As for the league, they’ll recover from the PR hit.  They always do.  I mean, I’m still watching and so are zillions of others.

And as for the Ravens… well, I’ll let you know when they plan to unveil the new Ray Rice statue.

Maybe first, they ought to stop drafting guys named “Ray.”

Thursday, September 4, 2014

Inconsider This

Our culture is a mess right now.  Every day I read about or experience another episode that tells me how this place is swirling straight down the toilet.  And I also found the common denominator: inconsideration.

Look at the two airline incidents where passenger squabbles over reclining seatbacks were so severe, the flights had to be diverted and landed.  With the first one, a guy was using a device designed to prevent the seatback in front of him from being reclined.

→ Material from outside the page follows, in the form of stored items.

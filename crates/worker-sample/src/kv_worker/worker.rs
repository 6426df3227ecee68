use super::error::KvError;
use async_trait::async_trait;
use serde::{Deserialize, Serialize};
use std::collections::{BTreeMap, HashMap};
use std::sync::{Arc, Mutex, MutexGuard};
use tracing::{debug, info};
use worker_framework::{ActionTable, Worker};

#[derive(Debug, Clone, PartialEq)]
enum Entry {
    Str(String),
    Hash(BTreeMap<String, String>),
}

/// In-memory key-value store served over the bus.
pub struct KeyValueWorker {
    namespace: String,
    capacity: usize,
    store: Mutex<HashMap<String, Entry>>,
}

#[derive(Debug, Clone, Serialize, Deserialize)]
pub struct KeyArgs {
    pub key: String,
}

#[derive(Debug, Clone, Serialize, Deserialize)]
pub struct SetArgs {
    pub key: String,
    pub value: String,
}

#[derive(Debug, Clone, Serialize, Deserialize)]
pub struct DelArgs {
    pub keys: Vec<String>,
}

#[derive(Debug, Clone, Serialize, Deserialize)]
pub struct IncrArgs {
    pub key: String,
    #[serde(default = "one")]
    pub by: i64,
}

fn one() -> i64 {
    1
}

#[derive(Debug, Clone, Serialize, Deserialize)]
pub struct HashFieldArgs {
    pub key: String,
    pub field: String,
}

#[derive(Debug, Clone, Serialize, Deserialize)]
pub struct HashSetArgs {
    pub key: String,
    pub field: String,
    pub value: String,
}

#[derive(Debug, Clone, Serialize, Deserialize)]
pub struct HashMultiSetArgs {
    pub key: String,
    pub fields: BTreeMap<String, String>,
}

#[derive(Debug, Clone, Serialize, Deserialize)]
pub struct HashMultiGetArgs {
    pub key: String,
    pub fields: Vec<String>,
}

impl KeyValueWorker {
    pub fn new(namespace: impl Into<String>, capacity: usize) -> Self {
        Self {
            namespace: namespace.into(),
            capacity,
            store: Mutex::new(HashMap::new()),
        }
    }

    pub fn namespace(&self) -> &str {
        &self.namespace
    }

    pub fn capacity(&self) -> usize {
        self.capacity
    }

    fn store(&self) -> MutexGuard<'_, HashMap<String, Entry>> {
        self.store
            .lock()
            .unwrap_or_else(|poisoned| poisoned.into_inner())
    }

    fn scoped(&self, key: &str) -> String {
        if self.namespace.is_empty() {
            key.to_string()
        } else {
            format!("{}:{}", self.namespace, key)
        }
    }

    fn ensure_room(&self, store: &HashMap<String, Entry>, key: &str) -> Result<(), KvError> {
        if !store.contains_key(key) && store.len() >= self.capacity {
            return Err(KvError::Full {
                capacity: self.capacity,
            });
        }
        Ok(())
    }

    pub fn get(&self, key: &str) -> Result<Option<String>, KvError> {
        match self.store().get(&self.scoped(key)) {
            None => Ok(None),
            Some(Entry::Str(value)) => Ok(Some(value.clone())),
            Some(Entry::Hash(_)) => Err(KvError::WrongType(key.to_string())),
        }
    }

    pub fn set(&self, key: &str, value: &str) -> Result<(), KvError> {
        let scoped = self.scoped(key);
        let mut store = self.store();
        self.ensure_room(&store, &scoped)?;
        store.insert(scoped, Entry::Str(value.to_string()));
        Ok(())
    }

    /// Removes the given keys, returning how many existed.
    pub fn del(&self, keys: &[String]) -> usize {
        let mut store = self.store();
        keys.iter()
            .filter(|key| store.remove(&self.scoped(key)).is_some())
            .count()
    }

    /// Adds `by` to the integer at `key`, starting from zero when absent.
    pub fn incr(&self, key: &str, by: i64) -> Result<i64, KvError> {
        let scoped = self.scoped(key);
        let mut store = self.store();
        let current = match store.get(&scoped) {
            None => {
                self.ensure_room(&store, &scoped)?;
                0
            }
            Some(Entry::Str(value)) => value
                .parse::<i64>()
                .map_err(|_| KvError::NotInteger(key.to_string()))?,
            Some(Entry::Hash(_)) => return Err(KvError::WrongType(key.to_string())),
        };
        let next = current
            .checked_add(by)
            .ok_or_else(|| KvError::Overflow(key.to_string()))?;
        store.insert(scoped, Entry::Str(next.to_string()));
        Ok(next)
    }

    fn with_hash<T>(
        &self,
        key: &str,
        create: bool,
        f: impl FnOnce(&mut BTreeMap<String, String>) -> T,
    ) -> Result<Option<T>, KvError> {
        let scoped = self.scoped(key);
        let mut store = self.store();
        if !store.contains_key(&scoped) {
            if !create {
                return Ok(None);
            }
            self.ensure_room(&store, &scoped)?;
            store.insert(scoped.clone(), Entry::Hash(BTreeMap::new()));
        }
        match store.get_mut(&scoped) {
            Some(Entry::Hash(hash)) => Ok(Some(f(hash))),
            _ => Err(KvError::WrongType(key.to_string())),
        }
    }

    /// Returns `true` when `field` is new.
    pub fn hset(&self, key: &str, field: &str, value: &str) -> Result<bool, KvError> {
        self.with_hash(key, true, |hash| {
            hash.insert(field.to_string(), value.to_string()).is_none()
        })
        .map(|added| added.unwrap_or(false))
    }

    pub fn hget(&self, key: &str, field: &str) -> Result<Option<String>, KvError> {
        self.with_hash(key, false, |hash| hash.get(field).cloned())
            .map(Option::flatten)
    }

    pub fn hkeys(&self, key: &str) -> Result<Vec<String>, KvError> {
        self.with_hash(key, false, |hash| hash.keys().cloned().collect::<Vec<_>>())
            .map(Option::unwrap_or_default)
    }

    pub fn hmset(&self, key: &str, fields: BTreeMap<String, String>) -> Result<(), KvError> {
        self.with_hash(key, true, |hash| hash.extend(fields))
            .map(|_| ())
    }

    pub fn hmget(&self, key: &str, fields: &[String]) -> Result<Vec<Option<String>>, KvError> {
        let found = self.with_hash(key, false, |hash| {
            fields.iter().map(|f| hash.get(f).cloned()).collect::<Vec<_>>()
        })?;
        Ok(found.unwrap_or_else(|| vec![None; fields.len()]))
    }

    /// Clears the store, returning how many keys were dropped.
    pub fn flush(&self) -> usize {
        let mut store = self.store();
        let dropped = store.len();
        store.clear();
        dropped
    }

    pub fn size(&self) -> usize {
        self.store().len()
    }
}

#[async_trait]
impl Worker for KeyValueWorker {
    fn actions(table: &mut ActionTable<Self>) {
        table
            .unary("get", |kv: Arc<Self>, args: KeyArgs| async move {
                kv.get(&args.key)
            })
            .unary("set", |kv: Arc<Self>, args: SetArgs| async move {
                kv.set(&args.key, &args.value)
            })
            .unary("del", |kv: Arc<Self>, args: DelArgs| async move {
                Ok::<_, KvError>(kv.del(&args.keys))
            })
            .unary("incr", |kv: Arc<Self>, args: IncrArgs| async move {
                kv.incr(&args.key, args.by)
            })
            .unary("hset", |kv: Arc<Self>, args: HashSetArgs| async move {
                kv.hset(&args.key, &args.field, &args.value)
            })
            .unary("hget", |kv: Arc<Self>, args: HashFieldArgs| async move {
                kv.hget(&args.key, &args.field)
            })
            .unary("hkeys", |kv: Arc<Self>, args: KeyArgs| async move {
                kv.hkeys(&args.key)
            })
            .unary("hmset", |kv: Arc<Self>, args: HashMultiSetArgs| async move {
                kv.hmset(&args.key, args.fields)
            })
            .unary("hmget", |kv: Arc<Self>, args: HashMultiGetArgs| async move {
                kv.hmget(&args.key, &args.fields)
            })
            .nullary("flush", |kv: Arc<Self>| async move {
                Ok::<_, KvError>(kv.flush())
            })
            .nullary("size", |kv: Arc<Self>| async move {
                Ok::<_, KvError>(kv.size())
            });
    }

    async fn on_start(&self) -> Result<(), worker_framework::BuildError> {
        debug!(
            namespace = %self.namespace,
            capacity = self.capacity,
            "key-value store starting"
        );
        Ok(())
    }

    async fn on_stop(&self) {
        let dropped = self.flush();
        info!(namespace = %self.namespace, dropped, "key-value store released");
    }
}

Note: As a tall guy, I am completely on his side.  In fact, I think they should bring out a model that has a taser setting built right into it.  I’m completely sick of people jamming their seats all the way back, so that my knees are trapped in place.

Anyway, my point is that the person in front, the recliner, assumed it was her unalienable right to recline, regardless of rights of the person behind her to maintain the minimal space he was assigned.  “Me first.”

Look at the problems I had at the Boston concert, (and numerous other concerts and sporting events) where certain people claim because they bought a ticket, they have the right to stand up whenever they please, regardless of what’s going on around them.  They paid their money, so it’s “Me first, screw you people behind me.”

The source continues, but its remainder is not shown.